Additionally, 40-60 is the age when most of us experience the first signs of aging: knee pain, back pain, stiffness, declining vision and elevated weight, blood sugar, blood pressure or cholesterol levels. Aches and pains serve as reminders of our mortality, and abnormal tests as motivators to change our behaviors. If we previously never watched what we ate or our level of activity, we might be surprised to see growth on the scale or the need for larger-size clothing. Our 50th birthday is often associated with healthcare screening, including a first colonoscopy or mammogram. This age is a chance for all to reassess and optimize the environment in which they live, work and play. For some, this is a time to begin healthy habits; for others a time to undo unhealthy habits, for those on-track, an opportunity to enjoy and serve as a role model.

Environmental Well-being

Environmental well-being: commitment to cultivating a healthy internal and external world, one where healthy individuals contribute to healthy communities. Consider your role in creating a culture of wellness and your relationship to the natural world and explore the following: “Do I …”

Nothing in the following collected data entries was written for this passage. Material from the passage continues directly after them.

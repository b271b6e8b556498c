use anyhow::{Context, Result};
use clap::{Parser, Subcommand};
use economy::{
    estimate_cost, ActionKind, BalanceStore, CreditLedger, MemoryStore, Provider, TokenEstimator,
    BALANCE_KEY, STARTING_BALANCE,
};
use gateway::{Lead, LeadValidation};
use serde::Serialize;
use std::collections::HashMap;
use std::fs;
use std::io::{self, Read};
use std::path::PathBuf;

#[derive(Parser)]
#[command(name = "bp-core")]
#[command(about = "BizPilot core CLI - credit charging, cost estimation, lead validation")]
struct Cli {
    #[command(subcommand)]
    command: Commands,
}

#[derive(Subcommand)]
enum Commands {
    /// Print the action price table
    Prices,
    /// Charge credits for an action against a persisted balance
    Charge {
        /// Action to charge (briefing.basic, analysis.deep, google_ads.briefing, file.upload.parse, chat.message)
        action: String,
        /// Path to the balance state file
        #[arg(long, default_value = ".bizpilot/credits.json")]
        state: PathBuf,
    },
    /// Estimate token count and provider cost for text (from file or stdin)
    Estimate {
        /// Path to file, or "-" for stdin (default: stdin)
        #[arg(default_value = "-")]
        source: String,
        /// Provider to price against (openai, gemini)
        #[arg(long, default_value = "openai")]
        provider: String,
    },
    /// Validate a lead JSON file
    ValidateLead {
        /// Path to the lead JSON file
        file: PathBuf,
    },
}

#[derive(Debug, Serialize)]
struct PricesResult {
    starting_balance: u64,
    actions: Vec<PriceEntry>,
}

#[derive(Debug, Serialize)]
struct PriceEntry {
    action: String,
    price: u64,
}

#[derive(Debug, Serialize)]
struct ChargeResult {
    action: String,
    price: u64,
    charged: bool,
    balance: u64,
}

#[derive(Debug, Serialize)]
struct EstimateResult {
    provider: String,
    tokens: usize,
    input_cost_usd: f64,
    output_cost_usd: f64,
}

fn main() -> Result<()> {
    let cli = Cli::parse();

    match cli.command {
        Commands::Prices => {
            println!("{}", serde_json::to_string_pretty(&prices())?);
        }
        Commands::Charge { action, state } => {
            let result = charge(&action, &state)?;
            println!("{}", serde_json::to_string_pretty(&result)?);
            if !result.charged {
                std::process::exit(1);
            }
        }
        Commands::Estimate { source, provider } => {
            let result = estimate(&source, &provider)?;
            println!("{}", serde_json::to_string(&result)?);
        }
        Commands::ValidateLead { file } => {
            let result = validate_lead(&file)?;
            println!("{}", serde_json::to_string_pretty(&result)?);
            if !result.valid {
                std::process::exit(1);
            }
        }
    }

    Ok(())
}

fn prices() -> PricesResult {
    PricesResult {
        starting_balance: STARTING_BALANCE,
        actions: ActionKind::all()
            .iter()
            .map(|kind| PriceEntry {
                action: kind.as_str().to_string(),
                price: kind.price(),
            })
            .collect(),
    }
}

fn charge(action_str: &str, state_file: &PathBuf) -> Result<ChargeResult> {
    let kind: ActionKind = action_str.parse().with_context(|| {
        format!(
            "Unknown action: {}. Valid: briefing.basic, analysis.deep, google_ads.briefing, file.upload.parse, chat.message",
            action_str
        )
    })?;

    // State file mirrors the key-value store the ledger persists into.
    let mut values: HashMap<String, String> = if state_file.exists() {
        let content = fs::read_to_string(state_file)
            .with_context(|| format!("Failed to read state file: {}", state_file.display()))?;
        serde_json::from_str(&content)
            .with_context(|| format!("Invalid state file: {}", state_file.display()))?
    } else {
        HashMap::new()
    };

    let mut store = MemoryStore::new();
    for (key, value) in &values {
        store.save(key, value);
    }

    let mut ledger = CreditLedger::new(store);
    let charged = ledger.charge(kind);
    let balance = ledger.balance();

    values.insert(BALANCE_KEY.to_string(), balance.to_string());
    if let Some(dir) = state_file.parent() {
        if !dir.as_os_str().is_empty() {
            fs::create_dir_all(dir)
                .with_context(|| format!("Failed to create directory: {}", dir.display()))?;
        }
    }
    fs::write(state_file, serde_json::to_string_pretty(&values)?)
        .with_context(|| format!("Failed to write state file: {}", state_file.display()))?;

    Ok(ChargeResult {
        action: kind.as_str().to_string(),
        price: kind.price(),
        charged,
        balance,
    })
}

fn estimate(source: &str, provider_str: &str) -> Result<EstimateResult> {
    let provider: Provider = provider_str
        .parse()
        .with_context(|| format!("Invalid provider: {}. Valid: openai, gemini", provider_str))?;

    let content = if source == "-" {
        let mut buffer = String::new();
        io::stdin()
            .read_to_string(&mut buffer)
            .context("Failed to read from stdin")?;
        buffer
    } else {
        fs::read_to_string(source).with_context(|| format!("Failed to read file: {}", source))?
    };

    let estimator = TokenEstimator::new();
    let tokens = estimator.count(&content);

    Ok(EstimateResult {
        provider: provider.as_str().to_string(),
        tokens,
        input_cost_usd: estimate_cost(provider, tokens as u64, 0),
        output_cost_usd: estimate_cost(provider, 0, tokens as u64),
    })
}

fn validate_lead(file: &PathBuf) -> Result<LeadValidation> {
    let content = fs::read_to_string(file)
        .with_context(|| format!("Failed to read file: {}", file.display()))?;

    let lead: Lead = match serde_json::from_str(&content) {
        Ok(l) => l,
        Err(e) => {
            return Ok(LeadValidation {
                valid: false,
                errors: vec![format!("Invalid JSON: {}", e)],
            });
        }
    };

    Ok(lead.validate())
}
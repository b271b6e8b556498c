use economy::{ActionKind, CreditLedger, TokenEstimator, UsageMeter};
use serde::{Deserialize, Serialize};
use serde_json::{Map, Value};
use session::{Activity, ActivityFeed, EcosystemCache};

use crate::chat::{ChatProvider, ChatReply, ChatRequest};

/// Shown to the user when the upstream model cannot be reached.
pub const DEGRADED_MESSAGE: &str = "service temporarily unavailable";

#[derive(Debug, Clone, Serialize, Deserialize)]
#[serde(rename_all = "snake_case")]
pub enum ChatOutcome {
    Reply { reply: ChatReply },
    InsufficientCredits { balance: u64, price: u64 },
    Degraded { message: String },
}

#[derive(Debug, Clone, PartialEq, Serialize, Deserialize)]
#[serde(rename_all = "snake_case")]
pub enum BriefingOutcome {
    Ready { channel: String },
    InsufficientCredits { balance: u64, price: u64 },
}

/// Front door for assistant features. Owns the session state and runs every
/// priced action through the ledger before touching a provider.
pub struct AssistantService {
    ledger: CreditLedger,
    meter: UsageMeter,
    feed: ActivityFeed,
    ecosystem: EcosystemCache,
    estimator: TokenEstimator,
    provider: Box<dyn ChatProvider>,
}

impl AssistantService {
    pub fn new(ledger: CreditLedger, provider: Box<dyn ChatProvider>) -> Self {
        Self {
            ledger,
            meter: UsageMeter::new(),
            feed: ActivityFeed::new(),
            ecosystem: EcosystemCache::new(),
            estimator: TokenEstimator::new(),
            provider,
        }
    }

    pub fn ledger(&self) -> &CreditLedger {
        &self.ledger
    }

    pub fn ledger_mut(&mut self) -> &mut CreditLedger {
        &mut self.ledger
    }

    pub fn meter(&self) -> &UsageMeter {
        &self.meter
    }

    pub fn feed(&self) -> &ActivityFeed {
        &self.feed
    }

    pub fn feed_mut(&mut self) -> &mut ActivityFeed {
        &mut self.feed
    }

    pub fn ecosystem(&self) -> &EcosystemCache {
        &self.ecosystem
    }

    pub fn ecosystem_mut(&mut self) -> &mut EcosystemCache {
        &mut self.ecosystem
    }

    /// Charges for one chat message, forwards it to the provider, and meters
    /// the usage. A provider failure degrades the reply; the charge stands
    /// because the attempt was made.
    pub fn handle_message(&mut self, request: ChatRequest) -> ChatOutcome {
        if !self.ledger.charge(ActionKind::ChatMessage) {
            return ChatOutcome::InsufficientCredits {
                balance: self.ledger.balance(),
                price: ActionKind::ChatMessage.price(),
            };
        }

        let reply = match self.provider.send(&request) {
            Ok(reply) => reply,
            Err(err) => {
                tracing::warn!(error = %err, "chat provider call failed");
                self.feed.add(
                    Activity::warning("Assistant temporarily unavailable")
                        .with_subtitle(err.to_string()),
                );
                return ChatOutcome::Degraded {
                    message: DEGRADED_MESSAGE.to_string(),
                };
            }
        };

        let raw = match reply.usage {
            Some(usage) => usage.into(),
            None => {
                let prompt = match &request.context {
                    Some(context) => format!("{}\n{}", context, request.message),
                    None => request.message.clone(),
                };
                self.estimator.estimate_usage(&prompt, &reply.message)
            }
        };
        self.meter.record(self.provider.provider(), raw);

        ChatOutcome::Reply { reply }
    }

    /// Charges for a Google Ads briefing, parks the findings for the channel
    /// page to consume, and posts one feed entry per channel.
    pub fn run_ads_briefing(&mut self, channel: &str, findings: Map<String, Value>) -> BriefingOutcome {
        if !self.ledger.charge(ActionKind::GoogleAdsBriefing) {
            return BriefingOutcome::InsufficientCredits {
                balance: self.ledger.balance(),
                price: ActionKind::GoogleAdsBriefing.price(),
            };
        }

        self.ecosystem.set_summary(channel, findings);
        self.feed.add_once(
            format!("ads-briefing:{channel}"),
            Activity::success("Google Ads briefing ready").with_subtitle(channel),
        );

        BriefingOutcome::Ready {
            channel: channel.to_string(),
        }
    }
}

  • Create a healthy environment at home and at work by focusing on the positive?
  • Role model healthy habits?
  • Support others along their journey to well-being?
  • Avoid shaming myself or others?
  • Appreciate nature and my place within the natural world?
  • Go outside daily?
  • Maintain a safe, clutter-free and clean living and working space?
  • Work to ensure the stability and longevity of our natural resources?
  • Stay conscious of my carbon footprint and reduce unnecessary waste?
  • Walk/bike when possible?
  • Actively turn off lights not being used?
  • Recycle and repurpose items I no longer need?